Record excerpts
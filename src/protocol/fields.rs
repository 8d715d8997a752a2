//! Strict `KEY:value|KEY:value` segment reader shared by every content kind.

use std::str::FromStr;

use crate::error::ProtocolError;
use crate::model::Location;

pub(super) const SEGMENT_SEP: char = '|';
pub(super) const KEY_SEP: char = ':';
pub(super) const LIST_SEP: char = ',';
pub(super) const PAIR_SEP: char = ';';

/// Characters that cannot appear inside a name.
const RESERVED: [char; 4] = [SEGMENT_SEP, KEY_SEP, LIST_SEP, PAIR_SEP];

/// Values of a content string, checked against a fixed key set.
pub(super) struct Fields<'a> {
    entries: Vec<(&'static str, &'a str)>,
}

impl<'a> Fields<'a> {
    /// Splits `raw` into segments and requires exactly the keys in `expected`.
    pub(super) fn parse(raw: &'a str, expected: &[&'static str]) -> Result<Self, ProtocolError> {
        let mut entries: Vec<(&'static str, &'a str)> = Vec::with_capacity(expected.len());

        for segment in raw.split(SEGMENT_SEP) {
            let (key, value) =
                segment
                    .split_once(KEY_SEP)
                    .ok_or_else(|| ProtocolError::MalformedSegment {
                        segment: segment.to_string(),
                    })?;
            let known = expected.iter().copied().find(|k| *k == key).ok_or_else(|| {
                ProtocolError::UnexpectedField {
                    field: key.to_string(),
                }
            })?;
            if entries.iter().any(|(k, _)| *k == known) {
                return Err(ProtocolError::DuplicateField {
                    field: key.to_string(),
                });
            }
            entries.push((known, value));
        }

        if let Some(missing) = expected
            .iter()
            .copied()
            .find(|k| !entries.iter().any(|(e, _)| e == k))
        {
            return Err(ProtocolError::MissingField { field: missing });
        }
        Ok(Self { entries })
    }

    pub(super) fn text(&self, key: &'static str) -> Result<&'a str, ProtocolError> {
        self.entries
            .iter()
            .find(|(k, _)| *k == key)
            .map(|(_, v)| *v)
            .ok_or(ProtocolError::MissingField { field: key })
    }

    /// A non-empty name without reserved characters.
    pub(super) fn name(&self, key: &'static str) -> Result<String, ProtocolError> {
        let raw = self.text(key)?;
        if raw.is_empty() {
            return Err(invalid(key, raw));
        }
        Ok(raw.to_string())
    }

    pub(super) fn number<T: FromStr>(&self, key: &'static str) -> Result<T, ProtocolError> {
        let raw = self.text(key)?;
        raw.parse().map_err(|_| invalid(key, raw))
    }

    pub(super) fn float(&self, key: &'static str) -> Result<f64, ProtocolError> {
        let raw = self.text(key)?;
        parse_float(key, raw)
    }

    /// Comma-separated non-empty list.
    pub(super) fn list<T, F>(&self, key: &'static str, mut item: F) -> Result<Vec<T>, ProtocolError>
    where
        F: FnMut(&'a str) -> Result<T, ProtocolError>,
    {
        let raw = self.text(key)?;
        if raw.is_empty() {
            return Err(invalid(key, raw));
        }
        raw.split(LIST_SEP).map(&mut item).collect()
    }

    /// `x,y;x,y;...` pairs.
    pub(super) fn coords(&self, key: &'static str) -> Result<Vec<Location>, ProtocolError> {
        let raw = self.text(key)?;
        if raw.is_empty() {
            return Err(invalid(key, raw));
        }
        raw.split(PAIR_SEP)
            .map(|pair| -> Result<Location, ProtocolError> {
                let (x, y) = pair.split_once(LIST_SEP).ok_or_else(|| invalid(key, pair))?;
                Ok(Location::new(parse_float(key, x)?, parse_float(key, y)?))
            })
            .collect()
    }
}

pub(super) fn invalid(field: &'static str, value: &str) -> ProtocolError {
    ProtocolError::InvalidValue {
        field,
        value: value.to_string(),
    }
}

fn parse_float(key: &'static str, raw: &str) -> Result<f64, ProtocolError> {
    match raw.parse::<f64>() {
        Ok(v) if v.is_finite() => Ok(v),
        _ => Err(invalid(key, raw)),
    }
}

/// Rejects names that would break the segment structure once encoded.
pub(super) fn check_name<'v>(field: &'static str, value: &'v str) -> Result<&'v str, ProtocolError> {
    if value.is_empty() {
        return Err(invalid(field, value));
    }
    if value.contains(RESERVED) {
        return Err(ProtocolError::ReservedCharacter {
            field,
            value: value.to_string(),
        });
    }
    Ok(value)
}

/// Free text may contain anything but the segment separator.
pub(super) fn check_text<'v>(field: &'static str, value: &'v str) -> Result<&'v str, ProtocolError> {
    if value.contains(SEGMENT_SEP) {
        return Err(ProtocolError::ReservedCharacter {
            field,
            value: value.to_string(),
        });
    }
    Ok(value)
}

/// Shortest round-trip rendering with a mandatory fractional part (`1000.0`).
pub(super) fn exact_float(v: f64) -> String {
    format!("{v:?}")
}

/// Two-decimal rendering used for positions and distances.
pub(super) fn fixed_float(v: f64) -> String {
    format!("{v:.2}")
}
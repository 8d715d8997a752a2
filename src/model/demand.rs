use std::fmt;
use std::str::FromStr;

use serde::{Deserialize, Serialize};

use super::Location;

/// Stable identifier of a demand, kept across planning rounds.
#[derive(Debug, Clone, Copy, PartialEq, Eq, PartialOrd, Ord, Hash, Serialize, Deserialize)]
#[serde(transparent)]
pub struct DemandId(pub u64);

impl fmt::Display for DemandId {
    fn fmt(&self, f: &mut fmt::Formatter<'_>) -> fmt::Result {
        write!(f, "{}", self.0)
    }
}

impl FromStr for DemandId {
    type Err = std::num::ParseIntError;

    fn from_str(s: &str) -> Result<Self, Self::Err> {
        s.trim().parse().map(DemandId)
    }
}

/// A request to deliver `quantity` units to `location`.
///
/// A later copy with the same [`DemandId`] supersedes an earlier one.
#[derive(Debug, Clone, PartialEq, Serialize, Deserialize)]
pub struct Demand {
    pub id: DemandId,
    pub name: String,
    pub quantity: u32,
    pub location: Location,
}

impl Demand {
    /// Creates a demand named `C<id>`.
    pub fn new(id: u64, quantity: u32, location: Location) -> Self {
        Self {
            id: DemandId(id),
            name: format!("C{id}"),
            quantity,
            location,
        }
    }

    #[must_use]
    pub fn with_name(mut self, name: impl Into<String>) -> Self {
        self.name = name.into();
        self
    }

    /// A demand can be planned when it asks for something at a real place.
    pub fn is_plannable(&self) -> bool {
        self.quantity > 0 && self.location.is_finite()
    }
}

Task goal
The task calls for every line of the material to be reproduced precisely.

Response to the exercise
filename src/protocol/fields.rs
repository 8d715d8997a752a2
//! Strict `KEY:value|KEY:value` segment reader shared by every content kind.

use std::str::FromStr;

use crate::error::ProtocolError;
use crate::model::Location;

pub(super) const SEGMENT_SEP: char = '|';
pub(super) const KEY_SEP: char = ':';
pub(super) const LIST_SEP: char = ',';
pub(super) const PAIR_SEP: char = ';';

/// Characters that cannot appear inside a name.
const RESERVED: [char; 4] = [SEGMENT_SEP, KEY_SEP, LIST_SEP, PAIR_SEP];

/// Values of a content string, checked against a fixed key set.
pub(super) struct Fields<'a> {
    entries: Vec<(&'static str, &'a str)>,
}

impl<'a> Fields<'a> {
    /// Splits `raw` into segments and requires exactly the keys in `expected`.
    pub(super) fn parse(raw: &'a str, expected: &[&'static str]) -> Result<Self, ProtocolError> {
        let mut entries: Vec<(&'static str, &'a str)> = Vec::with_capacity(expected.len());

        for segment in raw.split(SEGMENT_SEP) {
            let (key, value) =
                segment
                    .split_once(KEY_SEP)
                    .ok_or_else(|| ProtocolError::MalformedSegment {
                        segment: segment.to_string(),
                    })?;
            let known = expected.iter().copied().find(|k| *k == key).ok_or_else(|| {
                ProtocolError::UnexpectedField {
                    field: key.to_string(),
                }
            })?;
            if entries.iter().any(|(k, _)| *k == known) {
                return Err(ProtocolError::DuplicateField {
                    field: key.to_string(),
                });
            }
            entries.push((known, value));
        }

        if let Some(missing) = expected
            .iter()
            .copied()
            .find(|k| !entries.iter().any(|(e, _)| e == k))
        {
            return Err(ProtocolError::MissingField { field: missing });
        }
        Ok(Self { entries })
    }

    pub(super) fn text(&self, key: &'static str) -> Result<&'a str, ProtocolError> {
        self.entries
            .iter()
            .find(|(k, _)| *k == key)
            .map(|(_, v)| *v)
            .ok_or(ProtocolError::MissingField { field: key })
    }

    /// A non-empty name without reserved characters.
    pub(super) fn name(&self, key: &'static str) -> Result<String, ProtocolError> {
        let raw = self.text(key)?;
        if raw.is_empty() {
            return Err(invalid(key, raw));
        }
        Ok(raw.to_string())
    }

    pub(super) fn number<T: FromStr>(&self, key: &'static str) -> Result<T, ProtocolError> {
        let raw = self.text(key)?;
        raw.parse().map_err(|_| invalid(key, raw))
    }

    pub(super) fn float(&self, key: &'static str) -> Result<f64, ProtocolError> {
        let raw = self.text(key)?;
        parse_float(key, raw)
    }

    /// Comma-separated non-empty list.
    pub(super) fn list<T, F>(&self, key: &'static str, mut item: F) -> Result<Vec<T>, ProtocolError>
    where
        F: FnMut(&'a str) -> Result<T, ProtocolError>,
    {
        let raw = self.text(key)?;
        if raw.is_empty() {
            return Err(invalid(key, raw));
        }
        raw.split(LIST_SEP).map(&mut item).collect()
    }

    /// `x,y;x,y;...` pairs.
    pub(super) fn coords(&self, key: &'static str) -> Result<Vec<Location>, ProtocolError> {
        let raw = self.text(key)?;
        if raw.is_empty() {
            return Err(invalid(key, raw));
        }
        raw.split(PAIR_SEP)
            .map(|pair| -> Result<Location, ProtocolError> {
                let (x, y) = pair.split_once(LIST_SEP).ok_or_else(|| invalid(key, pair))?;
                Ok(Location::new(parse_float(key, x)?, parse_float(key, y)?))
            })
            .collect()
    }
}

pub(super) fn invalid(field: &'static str, value: &str) -> ProtocolError {
    ProtocolError::InvalidValue {
        field,
        value: value.to_string(),
    }
}

fn parse_float(key: &'static str, raw: &str) -> Result<f64, ProtocolError> {
    match raw.parse::<f64>() {
        Ok(v) if v.is_finite() => Ok(v),
        _ => Err(invalid(key, raw)),
    }
}

/// Rejects names that would break the segment structure once encoded.
pub(super) fn check_name<'v>(field: &'static str, value: &'v str) -> Result<&'v str, ProtocolError> {
    if value.is_empty() {
        return Err(invalid(field, value));
    }
    if value.contains(RESERVED) {
        return Err(ProtocolError::ReservedCharacter {
            field,
            value: value.to_string(),
        });
    }
    Ok(value)
}

/// Free text may contain anything but the segment separator.
pub(super) fn check_text<'v>(field: &'static str, value: &'v str) -> Result<&'v str, ProtocolError> {
    if value.contains(SEGMENT_SEP) {
        return Err(ProtocolError::ReservedCharacter {
            field,
            value: value.to_string(),
        });
    }
    Ok(value)
}

/// Shortest round-trip rendering with a mandatory fractional part (`1000.0`).
pub(super) fn exact_float(v: f64) -> String {
    format!("{v:?}")
}

/// Two-decimal rendering used for positions and distances.
pub(super) fn fixed_float(v: f64) -> String {
    format!("{v:.2}")
}
repository 8d715d8997a752a2
filename src/model/demand.rs
use std::fmt;
use std::str::FromStr;

use serde::{Deserialize, Serialize};

use super::Location;

/// Stable identifier of a demand, kept across planning rounds.
#[derive(Debug, Clone, Copy, PartialEq, Eq, PartialOrd, Ord, Hash, Serialize, Deserialize)]
#[serde(transparent)]
pub struct DemandId(pub u64);

impl fmt::Display for DemandId {
    fn fmt(&self, f: &mut fmt::Formatter<'_>) -> fmt::Result {
        write!(f, "{}", self.0)
    }
}

impl FromStr for DemandId {
    type Err = std::num::ParseIntError;

    fn from_str(s: &str) -> Result<Self, Self::Err> {
        s.trim().parse().map(DemandId)
    }
}

/// A request to deliver `quantity` units to `location`.
///
/// A later copy with the same [`DemandId`] supersedes an earlier one.
#[derive(Debug, Clone, PartialEq, Serialize, Deserialize)]
pub struct Demand {
    pub id: DemandId,
    pub name: String,
    pub quantity: u32,
    pub location: Location,
}

impl Demand {
    /// Creates a demand named `C<id>`.
    pub fn new(id: u64, quantity: u32, location: Location) -> Self {
        Self {
            id: DemandId(id),
            name: format!("C{id}"),
            quantity,
            location,
        }
    }

    #[must_use]
    pub fn with_name(mut self, name: impl Into<String>) -> Self {
        self.name = name.into();
        self
    }

    /// A demand can be planned when it asks for something at a real place.
    pub fn is_plannable(&self) -> bool {
        self.quantity > 0 && self.location.is_finite()
    }
}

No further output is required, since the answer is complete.